(Stored items from a collection)
+ + + + +
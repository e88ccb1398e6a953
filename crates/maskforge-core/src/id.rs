//! Stable asset identifiers

use serde::{Deserialize, Serialize};
use std::fmt;

/// A stable asset identifier assigned once, when metadata is first created.
///
/// The id is the only identity used for release and upload naming
/// (`<uuid>.json`, `<uuid>.png`, ...). It is never regenerated: metadata
/// loaded from disk keeps whatever id it was written with.
#[derive(Clone, Hash, Eq, PartialEq, Ord, PartialOrd, Serialize, Deserialize)]
#[serde(transparent)]
pub struct AssetId(String);

impl AssetId {
    /// Generate a fresh random (v4) id
    pub fn generate() -> Self {
        Self(uuid::Uuid::new_v4().to_string())
    }

    /// Wrap an existing id string (for deserialization/testing)
    pub fn from_raw(id: impl Into<String>) -> Self {
        Self(id.into())
    }

    pub fn as_str(&self) -> &str {
        &self.0
    }

    /// An empty id means the sidecar was written without one
    pub fn is_empty(&self) -> bool {
        self.0.trim().is_empty()
    }
}

impl fmt::Debug for AssetId {
    fn fmt(&self, f: &mut fmt::Formatter<'_>) -> fmt::Result {
        write!(f, "AssetId({})", self.0)
    }
}

impl fmt::Display for AssetId {
    fn fmt(&self, f: &mut fmt::Formatter<'_>) -> fmt::Result {
        write!(f, "{}", self.0)
    }
}
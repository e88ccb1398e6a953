//! Build commands: single asset, autobuild and rebuild-all

use super::Workspace;
use anyhow::{bail, Result};
use maskforge_pipeline::vcs::{self, track_build_outputs};
use maskforge_pipeline::{
    resolve_dependencies, BatchMode, BatchOptions, BatchReport, BatchRunner, BuildOrchestrator,
    CancellationToken, TracingSink,
};
use std::sync::Arc;

fn orchestrator(ws: &Workspace) -> BuildOrchestrator {
    BuildOrchestrator::new(
        ws.project.clone(),
        ws.config.build_settings(),
        Arc::new(TracingSink),
    )
}

pub fn run_deps(ws: &Workspace, asset: &str) -> Result<()> {
    let path = ws.asset(asset)?;
    let metadata = ws.store.load(&path)?;
    let deps = resolve_dependencies(&ws.project, &path, &metadata);

    println!("{}", ws.display(&path));
    for present in &deps.present {
        println!("  ok       {}", ws.display(present));
    }
    for missing in &deps.missing {
        println!("  MISSING  {}", missing);
    }
    if deps.present.is_empty() && deps.missing.is_empty() {
        println!("  no dependencies");
    }
    Ok(())
}

pub async fn run_build(ws: &Workspace, asset: &str) -> Result<()> {
    let path = ws.asset(asset)?;
    let metadata = ws.store.create_or_load(&path)?;
    let orchestrator = orchestrator(ws);
    orchestrator.check_tool()?;

    let outcome = orchestrator.build(&path, &metadata).await?;
    for missing in &outcome.deps.missing {
        println!("Missing: {}", missing);
    }
    if !outcome.ok() {
        bail!("{}: build {}", ws.display(&path), outcome.status);
    }

    println!("Built {} in {:.1}s", ws.display(&path), outcome.duration.as_secs_f64());
    let vcs = vcs::from_config(&ws.config, ws.project.root());
    tokio::task::spawn_blocking(move || track_build_outputs(vcs.as_ref(), &outcome)).await?;
    Ok(())
}

pub async fn run_autobuild(ws: &Workspace, workers: Option<usize>) -> Result<()> {
    run_batch(ws, BatchMode::Autobuild, workers).await
}

pub async fn run_rebuild_all(ws: &Workspace, yes: bool, workers: Option<usize>) -> Result<()> {
    if !yes {
        let count = ws.project.assets()?.len();
        bail!(
            "rebuild-all rebuilds all {} asset(s) and may take a long time; pass --yes to proceed",
            count
        );
    }
    run_batch(ws, BatchMode::RebuildAll, workers).await
}

async fn run_batch(ws: &Workspace, mode: BatchMode, workers: Option<usize>) -> Result<()> {
    let runner = BatchRunner::new(
        Arc::new(orchestrator(ws)),
        Arc::clone(&ws.store),
        vcs::from_config(&ws.config, ws.project.root()),
    );
    let options = BatchOptions {
        mode,
        workers: workers.unwrap_or(ws.config.build.workers),
    };

    let cancel = CancellationToken::new();
    let on_interrupt = cancel.clone();
    tokio::spawn(async move {
        if tokio::signal::ctrl_c().await.is_ok() {
            tracing::warn!("interrupted; waiting for running builds to finish");
            on_interrupt.cancel();
        }
    });

    let report = runner.run(options, &cancel).await?;
    print_report(ws, &report);
    if !report.failures.is_empty() {
        bail!("{} build(s) failed", report.failures.len());
    }
    Ok(())
}

fn print_report(ws: &Workspace, report: &BatchReport) {
    println!(
        "Built {}, skipped {}, failed {}",
        report.built.len(),
        report.skipped.len(),
        report.failures.len()
    );

    if !report.failures.is_empty() {
        println!();
        println!("Failures:");
        for failure in &report.failures {
            println!("  [{}] {}: {}", failure.phase, ws.display(&failure.asset), failure.reason);
        }
    }

    if !report.missing.is_empty() {
        println!();
        println!("Missing dependencies:");
        for (asset, names) in &report.missing {
            let names: Vec<&str> = names.iter().map(String::as_str).collect();
            println!("  {}: {}", ws.display(asset), names.join(", "));
        }
    }

    if report.cancelled {
        println!();
        println!("Batch was cancelled; remaining assets were not built.");
    }
}
use std::sync::Arc;

use async_trait::async_trait;
use auth::Authenticator;
use auth::TokenPair;

use crate::domain::user::models::EmailAddress;
use crate::domain::user::models::NewUser;
use crate::domain::user::models::SignupCommand;
use crate::domain::user::models::User;
use crate::domain::user::models::UserId;
use crate::user::errors::UserError;
use crate::user::ports::UserRepository;
use crate::user::ports::UserServicePort;

/// Domain service implementation for user operations.
///
/// Concrete implementation of UserServicePort with dependency injection.
pub struct UserService<UR>
where
    UR: UserRepository,
{
    repository: Arc<UR>,
    authenticator: Arc<Authenticator>,
}

impl<UR> UserService<UR>
where
    UR: UserRepository,
{
    /// Create a new user service with injected dependencies.
    ///
    /// # Arguments
    /// * `repository` - User persistence implementation
    /// * `authenticator` - Password hashing and token issuance
    pub fn new(repository: Arc<UR>, authenticator: Arc<Authenticator>) -> Self {
        Self {
            repository,
            authenticator,
        }
    }
}

#[async_trait]
impl<UR> UserServicePort for UserService<UR>
where
    UR: UserRepository,
{
    async fn signup(&self, command: SignupCommand) -> Result<(User, TokenPair), UserError> {
        let password_hash = self
            .authenticator
            .hash_password(command.password.as_str())
            .map_err(|e| UserError::Unknown(format!("Password hashing failed: {}", e)))?;

        // The username mirrors the email until a profile feature needs more
        let username = command.email.as_str().to_string();

        let user = self
            .repository
            .create(NewUser {
                email: command.email,
                username,
                password_hash,
            })
            .await?;

        let tokens = self
            .authenticator
            .issue_tokens(user.id.as_i64(), user.email.as_str())
            .map_err(|e| UserError::Unknown(format!("Token signing failed: {}", e)))?;

        Ok((user, tokens))
    }

    async fn login(&self, email: &str, password: &str) -> Result<(User, TokenPair), UserError> {
        let Ok(email) = EmailAddress::new(email.to_string()) else {
            // A malformed email cannot match an account; burn a hash
            // verification anyway so the response time gives nothing away.
            self.authenticator.verify_password(password, None);
            return Err(UserError::InvalidCredentials);
        };

        let user = self.repository.find_by_email(&email).await?;

        let stored_hash = user.as_ref().map(|u| u.password_hash.as_str());
        let verified = self.authenticator.verify_password(password, stored_hash);

        match user {
            Some(user) if verified => {
                let tokens = self
                    .authenticator
                    .issue_tokens(user.id.as_i64(), user.email.as_str())
                    .map_err(|e| UserError::Unknown(format!("Token signing failed: {}", e)))?;

                Ok((user, tokens))
            }
            _ => Err(UserError::InvalidCredentials),
        }
    }

    async fn get_user(&self, id: UserId) -> Result<User, UserError> {
        self.repository
            .find_by_id(id)
            .await?
            .ok_or(UserError::NotFound(id.to_string()))
    }
}

#[cfg(test)]
mod tests {
    use chrono::Utc;
    use mockall::mock;
    use mockall::predicate::*;

    use super::*;
    use crate::domain::user::models::Password;

    mock! {
        pub TestUserRepository {}

        #[async_trait]
        impl UserRepository for TestUserRepository {
            async fn create(&self, new_user: NewUser) -> Result<User, UserError>;
            async fn find_by_id(&self, id: UserId) -> Result<Option<User>, UserError>;
            async fn find_by_email(&self, email: &EmailAddress) -> Result<Option<User>, UserError>;
        }
    }

    fn test_authenticator() -> Arc<Authenticator> {
        Arc::new(
            Authenticator::new(b"test_secret_key_at_least_32_bytes!")
                .expect("Failed to create authenticator"),
        )
    }

    fn user_from(new_user: NewUser, id: i64) -> User {
        User {
            id: UserId(id),
            email: new_user.email,
            username: new_user.username,
            password_hash: new_user.password_hash,
            created_at: Utc::now(),
            updated_at: Utc::now(),
        }
    }

    #[tokio::test]
    async fn test_signup_success() {
        let mut repository = MockTestUserRepository::new();

        repository
            .expect_create()
            .withf(|new_user| {
                new_user.email.as_str() == "alice@example.com"
                    && new_user.username == "alice@example.com"
                    && new_user.password_hash.starts_with("$argon2")
            })
            .times(1)
            .returning(|new_user| Ok(user_from(new_user, 1)));

        let service = UserService::new(Arc::new(repository), test_authenticator());

        let command = SignupCommand::new(
            EmailAddress::new("alice@example.com".to_string()).unwrap(),
            Password::new("longenough1".to_string()).unwrap(),
        );

        let (user, tokens) = service.signup(command).await.expect("Signup failed");
        assert_eq!(user.email.as_str(), "alice@example.com");
        assert!(user.password_hash.starts_with("$argon2"));
        assert!(!tokens.access_token.is_empty());
        assert!(!tokens.refresh_token.is_empty());
    }

    #[tokio::test]
    async fn test_signup_duplicate_email() {
        let mut repository = MockTestUserRepository::new();

        repository.expect_create().times(1).returning(|new_user| {
            Err(UserError::EmailAlreadyExists(
                new_user.email.as_str().to_string(),
            ))
        });

        let service = UserService::new(Arc::new(repository), test_authenticator());

        let command = SignupCommand::new(
            EmailAddress::new("alice@example.com".to_string()).unwrap(),
            Password::new("longenough1".to_string()).unwrap(),
        );

        let result = service.signup(command).await;
        assert!(matches!(result, Err(UserError::EmailAlreadyExists(_))));
    }

    #[tokio::test]
    async fn test_login_success() {
        let authenticator = test_authenticator();
        let password_hash = authenticator
            .hash_password("longenough1")
            .expect("Failed to hash password");

        let mut repository = MockTestUserRepository::new();
        repository
            .expect_find_by_email()
            .times(1)
            .returning(move |email| {
                Ok(Some(User {
                    id: UserId(1),
                    email: email.clone(),
                    username: email.as_str().to_string(),
                    password_hash: password_hash.clone(),
                    created_at: Utc::now(),
                    updated_at: Utc::now(),
                }))
            });

        let service = UserService::new(Arc::new(repository), authenticator);

        let (user, tokens) = service
            .login("alice@example.com", "longenough1")
            .await
            .expect("Login failed");
        assert_eq!(user.id, UserId(1));
        assert!(!tokens.access_token.is_empty());
    }

    #[tokio::test]
    async fn test_login_wrong_password() {
        let authenticator = test_authenticator();
        let password_hash = authenticator
            .hash_password("longenough1")
            .expect("Failed to hash password");

        let mut repository = MockTestUserRepository::new();
        repository
            .expect_find_by_email()
            .times(1)
            .returning(move |email| {
                Ok(Some(User {
                    id: UserId(1),
                    email: email.clone(),
                    username: email.as_str().to_string(),
                    password_hash: password_hash.clone(),
                    created_at: Utc::now(),
                    updated_at: Utc::now(),
                }))
            });

        let service = UserService::new(Arc::new(repository), authenticator);

        let result = service.login("alice@example.com", "wrong-password").await;
        assert!(matches!(result, Err(UserError::InvalidCredentials)));
    }

    #[tokio::test]
    async fn test_login_unknown_email() {
        let mut repository = MockTestUserRepository::new();
        repository
            .expect_find_by_email()
            .times(1)
            .returning(|_| Ok(None));

        let service = UserService::new(Arc::new(repository), test_authenticator());

        let result = service.login("nobody@example.com", "longenough1").await;
        assert!(matches!(result, Err(UserError::InvalidCredentials)));
    }

    #[tokio::test]
    async fn test_login_malformed_email() {
        // The repository must not even be queried
        let repository = MockTestUserRepository::new();

        let service = UserService::new(Arc::new(repository), test_authenticator());

        let result = service.login("not-an-email", "longenough1").await;
        assert!(matches!(result, Err(UserError::InvalidCredentials)));
    }

    #[tokio::test]
    async fn test_get_user_not_found() {
        let mut repository = MockTestUserRepository::new();
        repository
            .expect_find_by_id()
            .times(1)
            .returning(|_| Ok(None));

        let service = UserService::new(Arc::new(repository), test_authenticator());

        let result = service.get_user(UserId(99)).await;
        assert!(matches!(result, Err(UserError::NotFound(_))));
    }
}
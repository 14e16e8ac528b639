use thiserror::Error;

use crate::trip::models::TripId;
use crate::trip::models::TripStatus;

/// Error for TripName validation failures
#[derive(Debug, Clone, Error, PartialEq, Eq)]
pub enum TripNameError {
    #[error("Trip name must not be empty")]
    Empty,

    #[error("Trip name too long: maximum {max} characters, got {actual}")]
    TooLong { max: usize, actual: usize },
}

/// Error for TripDescription validation failures
#[derive(Debug, Clone, Error, PartialEq, Eq)]
pub enum TripDescriptionError {
    #[error("Trip description too long: maximum {max} characters, got {actual}")]
    TooLong { max: usize, actual: usize },
}

/// Error for trip password policy violations
#[derive(Debug, Clone, Error, PartialEq, Eq)]
pub enum TripPasswordError {
    #[error("Trip password too short: minimum {min} characters, got {actual}")]
    TooShort { min: usize, actual: usize },

    #[error("Trip password too long: maximum {max} characters, got {actual}")]
    TooLong { max: usize, actual: usize },
}

/// Error for unrecognized status strings coming back from the store
#[derive(Debug, Clone, Error, PartialEq, Eq)]
pub enum TripStatusError {
    #[error("Unknown trip status: {0}")]
    Unknown(String),
}

/// Top-level error for all trip-related operations
#[derive(Debug, Clone, Error)]
pub enum TripError {
    // Value object validation errors (automatically converted via #[from])
    #[error("Invalid trip name: {0}")]
    InvalidName(#[from] TripNameError),

    #[error("Invalid trip description: {0}")]
    InvalidDescription(#[from] TripDescriptionError),

    #[error("Invalid trip password: {0}")]
    InvalidPassword(#[from] TripPasswordError),

    #[error("Invalid trip status: {0}")]
    InvalidStatus(#[from] TripStatusError),

    // Domain-level errors
    #[error("Trip not found: {0}")]
    NotFound(TripId),

    /// The conditional update matched no row. Deliberately collapses
    /// not-found, not-owned, and wrong-prior-state into one answer so the
    /// caller learns nothing about trips it does not own.
    #[error("Trip {id} was not transitioned: it does not exist, is not yours, or is not {expected}")]
    TransitionRejected { id: TripId, expected: TripStatus },

    // Infrastructure errors
    #[error("Database error: {0}")]
    DatabaseError(String),

    #[error("Unknown error: {0}")]
    Unknown(String),
}

impl From<anyhow::Error> for TripError {
    fn from(err: anyhow::Error) -> Self {
        TripError::Unknown(err.to_string())
    }
}
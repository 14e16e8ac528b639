use axum::extract::State;
use axum::http::StatusCode;
use axum::Extension;
use axum::Json;
use serde::Deserialize;
use thiserror::Error;

use super::ApiError;
use super::ApiSuccess;
use super::TripData;
use crate::domain::trip::ports::TripServicePort;
use crate::inbound::http::middleware::AuthenticatedUser;
use crate::inbound::http::router::AppState;
use crate::trip::errors::TripDescriptionError;
use crate::trip::errors::TripNameError;
use crate::trip::errors::TripPasswordError;
use crate::trip::models::CreateTripCommand;
use crate::trip::models::TripDescription;
use crate::trip::models::TripName;
use crate::trip::models::TripPassword;

pub async fn create_trip(
    State(state): State<AppState>,
    Extension(caller): Extension<AuthenticatedUser>,
    Json(body): Json<CreateTripRequest>,
) -> Result<ApiSuccess<TripData>, ApiError> {
    state
        .trip_service
        .create_trip(body.try_into_command()?, caller.user_id)
        .await
        .map_err(ApiError::from)
        .map(|ref trip| ApiSuccess::new(StatusCode::CREATED, trip.into()))
}

/// HTTP request body for creating a trip (raw JSON)
#[derive(Debug, Clone, PartialEq, Eq, Deserialize)]
pub struct CreateTripRequest {
    name: String,

    #[serde(default)]
    description: String,

    password: String,
}

#[derive(Debug, Clone, Error)]
enum ParseCreateTripRequestError {
    #[error("Invalid trip name: {0}")]
    Name(#[from] TripNameError),

    #[error("Invalid trip description: {0}")]
    Description(#[from] TripDescriptionError),

    #[error("Invalid trip password: {0}")]
    Password(#[from] TripPasswordError),
}

impl CreateTripRequest {
    fn try_into_command(self) -> Result<CreateTripCommand, ParseCreateTripRequestError> {
        let name = TripName::new(self.name)?;
        let description = TripDescription::new(self.description)?;
        let password = TripPassword::new(self.password)?;
        Ok(CreateTripCommand::new(name, description, password))
    }
}

impl From<ParseCreateTripRequestError> for ApiError {
    fn from(err: ParseCreateTripRequestError) -> Self {
        ApiError::UnprocessableEntity(err.to_string())
    }
}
+ + + + +
Gather all lines from the records above in which "bool" appears.

    pub fn is_empty(&self) -> bool {
pub async fn run_rebuild_all(ws: &Workspace, yes: bool, workers: Option<usize>) -> Result<()> {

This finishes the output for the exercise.